The only things I can cook are eggs and rice. I like everything well done. The crispness and brown color tell me that the food is far from raw, which is not welcome in my belly. This inclination may have something to do with my heritage, since it was the way my mom cooked. And she wasn’t much of a cook. She did basic Brazilian dishes—rice, beans, yucca, grilled beef—mostly rather heavy food, the kind that could use a nap as a chaser. Most of our dishes come from the traditions of Portuguese and African slaves. But everything was organic. I spent childhood weekends and vacations at my grandparents’ ranch, where we barely knew that mass-produced food existed. Even soda was rare, and the treats like doughnuts were homemade.
(With Mom and family; I'm in the red dress)
My mom loved baking all day Sunday to last through the week, and her baking became a party. My cousins and I were put to work mixing the ingredients—hard, sweaty work. Then, while we waited impatiently for the dough to rise, Mom would let us lick the bowl.
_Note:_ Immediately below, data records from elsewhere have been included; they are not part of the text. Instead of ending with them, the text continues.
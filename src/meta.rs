//! The meta-protocol engine.
//!
//! [`Mesh`] is the protocol-visible state of the daemon: configuration,
//! identity, the connection registry and the topology graph. The engine
//! dispatches one received line at a time, drives the authentication
//! handshake, applies topology updates and fans rebroadcastable
//! requests out to the rest of the mesh.
//!
//! Rebroadcast happens only when a request changed local state: since
//! updates are idempotent, a no-op receipt has already been seen via
//! another path and forwarding it again would circulate forever in a
//! cyclic mesh. Origin suppression alone bounds a tree, change
//! suppression bounds the general graph.

use crate::config::{valid_name, Config};
use crate::connection::{ConnId, ConnState, Connection};
use crate::crypto;
use crate::error::{Error, Result};
use crate::keys::{self, Keypair};
use crate::protocol::{parse_line, Request, MAX_LINE, PROTOCOL_VERSION};
use crate::registry::Registry;
use crate::topology::Topology;
use base64::Engine;
use std::collections::BTreeMap;
use std::net::{IpAddr, SocketAddr};
use std::time::{Duration, Instant};
use tokio::sync::mpsc;

/// Length of the data-plane packet key.
const PACKET_KEY_LEN: usize = 32;

/// Window during which a repeated KEY_CHANGED for the same node is not
/// forwarded again. Bounds the flood in a cyclic mesh without blocking
/// propagation.
const KEY_CHANGED_GUARD: Duration = Duration::from_secs(1);

/// Wire token for an unknown advertised address.
const NO_ADDRESS: &str = "-";

/// Why a connection is being torn down.
#[derive(Debug)]
pub enum CloseReason {
    /// Orderly teardown (TERMREQ, peer ERROR notice).
    Graceful(String),
    /// The connection faulted.
    Faulted(Error),
}

/// Side effects a dispatch produced that reach beyond the mesh state.
#[derive(Debug)]
pub enum Effect {
    /// Tear down a connection (usually the one that faulted).
    Close { id: ConnId, reason: CloseReason },
    /// Hand a freshly learned packet key to the data plane.
    InstallPacketKey { node: String, key: Vec<u8> },
}

/// Protocol-visible daemon state: registry, topology, identity.
pub struct Mesh {
    pub config: Config,
    keypair: Keypair,
    pub registry: Registry,
    pub topology: Topology,
    /// Our data-plane packet key, answered to REQ_KEY.
    packet_key: Vec<u8>,
    /// Last forward time of KEY_CHANGED per node.
    key_changed_guard: BTreeMap<String, Instant>,
}
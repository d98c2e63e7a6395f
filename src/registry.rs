//! Registry of live meta-connections.
//!
//! The registry is the exclusive owner of every [`Connection`] and is
//! itself owned by the main loop; nothing touches it from signal or
//! task context. Names are unique: binding a second connection to an
//! already-present name fails with `Duplicate`.

use crate::connection::{ConnId, Connection};
use crate::error::{Error, Result};
use crate::protocol::{format_line, Request};
use std::collections::HashMap;

/// Connection table with a unique-name index.
#[derive(Debug, Default)]
pub struct Registry {
    connections: HashMap<ConnId, Connection>,
    by_name: HashMap<String, ConnId>,
    next_id: ConnId,
}

impl Registry {
    pub fn new() -> Self {
        Self::default()
    }

    /// Allocate the next connection identifier.
    pub fn next_id(&mut self) -> ConnId {
        self.next_id += 1;
        self.next_id
    }

    /// Insert a connection that has not identified itself yet.
    pub fn insert(&mut self, conn: Connection) {
        debug_assert!(conn.name.is_none(), "insert() takes anonymous connections");
        self.connections.insert(conn.id, conn);
    }

    /// Bind a connection to its remote name once the peer's ID arrived.
    ///
    /// Fails with [`Error::Duplicate`] when another live connection
    /// already carries the name.
    pub fn bind_name(&mut self, id: ConnId, name: &str) -> Result<()> {
        if let Some(&holder) = self.by_name.get(name) {
            if holder != id {
                return Err(Error::Duplicate(format!(
                    "already connected to {name}"
                )));
            }
            return Ok(());
        }
        let conn = self
            .connections
            .get_mut(&id)
            .ok_or_else(|| Error::Protocol(format!("no connection {id}")))?;
        conn.name = Some(name.to_string());
        self.by_name.insert(name.to_string(), id);
        Ok(())
    }

    /// Remove a connection, releasing its cipher state. The caller
    /// recomputes nexthops afterwards.
    pub fn remove(&mut self, id: ConnId) -> Option<Connection> {
        let conn = self.connections.remove(&id)?;
        if let Some(name) = &conn.name {
            if self.by_name.get(name) == Some(&id) {
                self.by_name.remove(name);
            }
        }
        Some(conn)
    }

    pub fn get(&self, id: ConnId) -> Option<&Connection> {
        self.connections.get(&id)
    }

    pub fn get_mut(&mut self, id: ConnId) -> Option<&mut Connection> {
        self.connections.get_mut(&id)
    }

    /// Look up a connection by remote name.
    pub fn lookup_by_name(&self, name: &str) -> Option<&Connection> {
        self.by_name.get(name).and_then(|id| self.connections.get(id))
    }

    /// Whether `name` is an adjacent authenticated peer (nexthop
    /// candidate).
    pub fn is_adjacent(&self, name: &str) -> bool {
        self.lookup_by_name(name)
            .map(|c| c.authenticated())
            .unwrap_or(false)
    }

    /// All connections, unordered.
    pub fn scan(&self) -> impl Iterator<Item = &Connection> {
        self.connections.values()
    }

    /// All connections, mutable.
    pub fn scan_mut(&mut self) -> impl Iterator<Item = &mut Connection> {
        self.connections.values_mut()
    }

    /// All connection ids (for iteration that mutates the registry).
    pub fn ids(&self) -> Vec<ConnId> {
        self.connections.keys().copied().collect()
    }

    pub fn len(&self) -> usize {
        self.connections.len()
    }

    pub fn is_empty(&self) -> bool {
        self.connections.is_empty()
    }

    /// Queue a raw line on every authenticated connection except
    /// `origin`. Used to fan rebroadcastable requests out verbatim.
    pub fn broadcast_line_except(&self, origin: Option<ConnId>, line: &str) {
        for conn in self.connections.values() {
            if Some(conn.id) == origin || !conn.authenticated() {
                continue;
            }
            if let Err(e) = conn.send_raw(line) {
                log::debug!("Broadcast to {} failed: {}", conn.label(), e);
            }
        }
    }

    /// Format a request and fan it out, origin suppressed.
    pub fn broadcast_except(&self, origin: Option<ConnId>, request: Request, args: &[&str]) {
        let line = format_line(request, args);
        self.broadcast_line_except(origin, &line);
    }
}
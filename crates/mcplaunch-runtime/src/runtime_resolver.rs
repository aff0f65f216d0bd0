//! RuntimeResolver trait: extension point for new environment kinds (pixi, uv, ...).
//!
//! The launcher asks `resolver_for(spec)` for a resolver and calls
//! `activate` before resolving the target executable.

use std::ffi::OsStr;
use std::path::PathBuf;

use mcplaunch_core::config::{EnvironmentSpec, RuntimeConfig};
use mcplaunch_core::error::Result;

use crate::env::activation::{activate_conda, activate_venv, ActivatedEnvironment};

/// Turns an environment description into child-process environment edits.
pub trait RuntimeResolver: Send + Sync {
    /// Short kind name used in logs ("conda", "venv", ...).
    fn kind(&self) -> &'static str;

    /// Validate the environment and build its edits on top of `inherited_path`.
    fn activate(&self, inherited_path: Option<&OsStr>) -> Result<ActivatedEnvironment>;
}

pub struct CondaResolver {
    pub name: String,
    pub root: Option<PathBuf>,
    pub runtime: RuntimeConfig,
}

impl RuntimeResolver for CondaResolver {
    fn kind(&self) -> &'static str {
        "conda"
    }

    fn activate(&self, inherited_path: Option<&OsStr>) -> Result<ActivatedEnvironment> {
        activate_conda(&self.name, self.root.as_deref(), &self.runtime, inherited_path)
    }
}

pub struct VenvResolver {
    pub path: PathBuf,
}

impl RuntimeResolver for VenvResolver {
    fn kind(&self) -> &'static str {
        "venv"
    }

    fn activate(&self, inherited_path: Option<&OsStr>) -> Result<ActivatedEnvironment> {
        activate_venv(&self.path, inherited_path)
    }
}

/// No activation: the target sees the launcher's own environment.
pub struct InheritResolver;

impl RuntimeResolver for InheritResolver {
    fn kind(&self) -> &'static str {
        "inherit"
    }

    fn activate(&self, _inherited_path: Option<&OsStr>) -> Result<ActivatedEnvironment> {
        Ok(ActivatedEnvironment::inherit())
    }
}

pub fn resolver_for(spec: &EnvironmentSpec, runtime: &RuntimeConfig) -> Box<dyn RuntimeResolver> {
    match spec {
        EnvironmentSpec::Conda { name, root } => Box::new(CondaResolver {
            name: name.clone(),
            root: root.clone(),
            runtime: runtime.clone(),
        }),
        EnvironmentSpec::Venv { path } => Box::new(VenvResolver { path: path.clone() }),
        EnvironmentSpec::Inherit => Box::new(InheritResolver),
    }
}
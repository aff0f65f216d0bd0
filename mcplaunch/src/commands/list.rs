//! `mcplaunch list`

use anyhow::Result;
use mcplaunch_core::config::{ProfileRegistry, RuntimeConfig};
use serde_json::json;

pub fn cmd_list(json: bool) -> Result<()> {
    let runtime = RuntimeConfig::from_env();
    let registry = ProfileRegistry::discover(&runtime)?;

    if json {
        let items: Vec<_> = registry
            .iter()
            .map(|(cfg, source)| {
                json!({
                    "name": cfg.name,
                    "source": source,
                    "config": cfg,
                })
            })
            .collect();
        println!("{}", serde_json::to_string_pretty(&items)?);
        return Ok(());
    }

    for (cfg, source) in registry.iter() {
        let cmdline = std::iter::once(cfg.program.as_str())
            .chain(cfg.args.iter().map(String::as_str))
            .collect::<Vec<_>>()
            .join(" ");
        println!("{:<16} {:<20} {}", cfg.name, cfg.environment.to_string(), cmdline);
        println!("{:<16} dir: {}  ({})", "", cfg.project_dir.display(), source);
    }
    Ok(())
}
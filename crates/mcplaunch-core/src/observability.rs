//! Observability: tracing init.
//!
//! Uses config::ObservabilityConfig for MCPLAUNCH_QUIET, LOG_LEVEL, LOG_JSON.
//! Output always goes to stderr: stdout is owned by the launched server
//! (MCP stdio transport).

use tracing_subscriber::{prelude::*, EnvFilter};

use crate::config::ObservabilityConfig;

/// Compute the filter directive from config. Quiet wins over the level.
pub fn filter_directive(cfg: &ObservabilityConfig) -> String {
    if cfg.quiet {
        "error".to_string()
    } else {
        cfg.log_level.clone()
    }
}

/// Initialize tracing. Call at process startup; repeated calls are no-ops.
/// `RUST_LOG` overrides MCPLAUNCH_LOG_LEVEL when set.
pub fn init_tracing() {
    let cfg = ObservabilityConfig::from_env();
    let level = filter_directive(cfg);
    let filter = EnvFilter::try_from_default_env().unwrap_or_else(|_| EnvFilter::new(&level));

    let _ = if cfg.log_json {
        tracing_subscriber::registry()
            .with(filter)
            .with(
                tracing_subscriber::fmt::layer()
                    .json()
                    .with_writer(std::io::stderr)
                    .with_target(true)
                    .with_thread_ids(false),
            )
            .try_init()
    } else {
        tracing_subscriber::registry()
            .with(filter)
            .with(
                tracing_subscriber::fmt::layer()
                    .with_writer(std::io::stderr)
                    .with_target(true)
                    .with_thread_ids(false),
            )
            .try_init()
    };
}
//! Launches the file reader MCP server (`file_reader.py`) in its conda environment.
//! Every argument is forwarded to the server unchanged.

fn main() {
    std::process::exit(mcplaunch::run_profile("file-reader"));
}
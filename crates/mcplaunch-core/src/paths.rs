//! Home-relative path expansion and absolutization.

use std::path::{Path, PathBuf};

/// Expand a leading `~` or `~/` to the user's home directory.
/// Other paths (including `~user`) are returned unchanged.
pub fn expand_home(path: &Path) -> PathBuf {
    let Some(s) = path.to_str() else {
        return path.to_path_buf();
    };
    if s == "~" {
        return dirs::home_dir().unwrap_or_else(|| path.to_path_buf());
    }
    if let Some(rest) = s.strip_prefix("~/") {
        if let Some(home) = dirs::home_dir() {
            return home.join(rest);
        }
    }
    path.to_path_buf()
}

/// Expand `~` and resolve a relative path against `base`.
pub fn resolve_against(base: &Path, path: &Path) -> PathBuf {
    let expanded = expand_home(path);
    if expanded.is_absolute() {
        expanded
    } else {
        base.join(expanded)
    }
}

/// Anchor a relative path at the process working directory.
pub fn absolutize(path: &Path) -> std::io::Result<PathBuf> {
    if path.is_absolute() {
        Ok(path.to_path_buf())
    } else {
        Ok(std::env::current_dir()?.join(path))
    }
}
Despite her general apathy for cooking, she did it to show love, including for my father, who had a big sweet tooth like me. But after two decades of that sweetness, my father found another women and left us. The divorce put an end to the baking, as my mom’s desire to please us was gone with my father’s betrayal. I don’t think I have tasted her doughnuts ever since then. Her Sundays were no longer spent in the kitchen; she became skinny and sad. It was as if a dark cloud permeated the house.
(I'm the brown shirtless kid.)
Nowadays my mom warns any of my or my sister’s suitors that we can barely fry an egg. I do miss her baking and have promised to attempt her doughnuts soon. Who knows? Maybe the talent is in my genes. Meanwhile, back at my father’s home, his new wife’s cooking is so greasy that I warned him about an eminent heart attack. Although my mom is happily remarried, I told her about it, and by her devilish half-smile, I could tell that it seemed like sweet revenge.
Liliana Guimaraes is an ESL (English as a Second Language) teacher in New York City. She can be found @lilicccca.
Rosquinha Frita (Crispy Doughnuts)
4 T. flour, plus additional for the tray
8 T. sugar
6 eggs, beaten
1 c. milk
2 T. margarine, softened
1/2 c. vegetable oil for frying
For sugar syrup:
1/2 c. water
1/2 c. sugar
additional sugar for rolling
optional: coconut flakes
Mix flour, sugar, eggs, milk, and margarine, kneading into a dough.
Roll dough into a long stick, then break into smaller pieces, and twist.
Let them rise on a greased and floured tray in a warm place until almost doubled in size (15 - 30 minutes).
Heat oil in a large pot over medium heat, and fry until golden brown.
Drain on paper towels.
For syrup: Heat water with sugar until dissolved.
When doughnuts are slightly cooled, dip into sugar syrup and then roll in sugar or coconut flakes.